![]() |
Kepala Ombudsman Perwakilan Banten, Fadli Afriadi (Foto:dok) |
Hal itu disampaikan
langsung oleh Perwakilan Ombudsman Banten, Fadli Afriadi. Ia menyampaikan
bahwa, masih banyak masyarakat yang tidak memahami perubahan mekanisme dari
sistem zonasi berbasis jarak menjadi sistem zonasi berbasis nilai. Kondisi ini
diperburuk oleh minimnya informasi yang diberikan kepada publik sejak awal.
“Tentunya kami sudah
mengingatkan dari awal bahwa ada perubahan signifikan dari sistem zonasi.
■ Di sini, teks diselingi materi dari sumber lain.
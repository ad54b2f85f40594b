//! Audio capture block.
//!
//! Forwards an input device to the scheduler's output ports. Interleaved
//! streams use one output port; per-channel streams use one port per
//! channel. The first step that reads after each activation posts an
//! `rxRate` label with the device's negotiated sample rate on every port.

use crate::block::AudioBlock;
use crate::buffer::{self, CaptureBuffers};
use crate::clock::{Clock, MonotonicClock};
use crate::config::BlockConfig;
use crate::device::{DeviceBackend, DeviceSelector, Direction};
use crate::error::{SetupError, TransferError, WorkError};
use crate::work::{Label, RX_RATE_LABEL, WorkInfo, WorkOutcome};
use std::sync::Arc;

/// Fraction of the scheduler's wait budget spent idling when nothing can be read.
const IDLE_WAIT_DIVISOR: u32 = 2;

#[derive(Debug)]
pub struct AudioCapture<C: Clock = MonotonicClock> {
    block: AudioBlock<C>,
    send_label: bool,
}

impl AudioCapture<MonotonicClock> {
    pub fn new(backend: Arc<dyn DeviceBackend>, config: &BlockConfig) -> Result<Self, SetupError> {
        Self::with_clock(backend, config, MonotonicClock)
    }
}

impl<C: Clock> AudioCapture<C> {
    pub fn with_clock(
        backend: Arc<dyn DeviceBackend>,
        config: &BlockConfig,
        clock: C,
    ) -> Result<Self, SetupError> {
        Ok(Self {
            block: AudioBlock::open("AudioSource", Direction::Capture, backend, config, clock)?,
            send_label: false,
        })
    }

    pub fn block(&self) -> &AudioBlock<C> {
        &self.block
    }

    pub fn block_mut(&mut self) -> &mut AudioBlock<C> {
        &mut self.block
    }

    pub fn activate(&mut self) -> Result<(), SetupError> {
        if !self.block.is_active() {
            self.block.activate()?;
            self.send_label = true;
        }
        Ok(())
    }

    pub fn deactivate(&mut self) {
        self.block.deactivate();
    }

    /// Move to another device. A running stream restarts there and
    /// announces its rate again.
    pub fn setup_device(&mut self, selector: &DeviceSelector) -> Result<(), SetupError> {
        self.block.setup_device(selector)?;
        self.send_label = self.block.is_active();
        Ok(())
    }

    /// Reopen at a new sample rate. A running stream restarts and
    /// announces the newly negotiated rate.
    pub fn setup_stream(&mut self, sample_rate: f64) -> Result<(), SetupError> {
        self.block.setup_stream(sample_rate)?;
        self.send_label = self.block.is_active();
        Ok(())
    }

    /// One service step. `outputs` holds one buffer per output port, each
    /// with room for at least `info.elements` elements.
    pub fn work(
        &mut self,
        info: &WorkInfo,
        outputs: &mut [&mut [u8]],
    ) -> Result<WorkOutcome, WorkError> {
        let block = &mut self.block;
        let Some(session) = block.session.as_mut() else {
            return Err(WorkError::NoStream(block.name));
        };
        if !block.active {
            return Ok(WorkOutcome::idle());
        }
        block.stats.steps += 1;

        // Nothing downstream can take samples; leave them queued in the device.
        if info.elements == 0 {
            return Ok(WorkOutcome::idle());
        }

        if block.backoff.is_suppressed(block.clock.now()) {
            block.stats.suppressed += 1;
            return Ok(WorkOutcome::yielded());
        }

        let available = session.available_frames()?;
        let frames = buffer::capture_frames(available, info.elements);
        if frames == 0 {
            block.clock.sleep(info.max_wait / IDLE_WAIT_DIVISOR);
            return Ok(WorkOutcome::yielded());
        }

        let format = *session.format();
        let rate = session.sample_rate();
        let buffers = CaptureBuffers::from_ports(&format, outputs, frames)?;
        let result = session.read(buffers, frames);
        let moved = block.classify("read stream", frames, &result);

        let mut labels = Vec::new();
        if self.send_label && !matches!(result, Err(TransferError::Io { .. })) {
            self.send_label = false;
            labels = (0..format.port_count())
                .map(|port| Label {
                    port,
                    id: RX_RATE_LABEL,
                    value: rate,
                    index: 0,
                })
                .collect();
        }

        if block.backoff.is_suppressed(block.clock.now()) {
            block.stats.suppressed += 1;
            return Ok(WorkOutcome::yielded().with_labels(labels));
        }

        block.stats.frames += moved as u64;
        Ok(WorkOutcome::advanced(moved).with_labels(labels))
    }
}
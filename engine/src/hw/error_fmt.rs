use crate::device::Direction;
use crate::error::DeviceError;
use std::fmt::Display;

pub fn backend_open_error(
    backend: &str,
    direction: Direction,
    device: &str,
    err: impl Display,
) -> DeviceError {
    DeviceError::new("open", format!("{backend} {direction} '{device}': {err}"))
}

pub fn backend_param_error(
    backend: &str,
    direction: Direction,
    param: &'static str,
    err: impl Display,
) -> DeviceError {
    DeviceError::new(param, format!("{backend} {direction}: {err}"))
}

pub fn backend_state_error(
    backend: &str,
    direction: Direction,
    op: &'static str,
    err: impl Display,
) -> DeviceError {
    DeviceError::new(op, format!("{backend} {direction} {op} failed: {err}"))
}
Tapi
waktunya terbatas, dan masyarakat nggak banyak yang paham,” ujar Fadli.
Lebih lanjut Fadli menegaskan, sistem seleksi berbasis nilai dalam satu kawasan domisili membuat banyak orang tua keliru dalam memprediksi peluang diterima anak mereka di sekolah negeri. Banyak yang masih menganggap kedekatan rumah menjadi faktor utama. “Masih banyak masyarakat yang berpikir kalau rumahnya dekat pasti diterima. Padahal sekarang sistemnya diubah, dalam radius domisili seleksinya pakai nilai,” jelas Fadli.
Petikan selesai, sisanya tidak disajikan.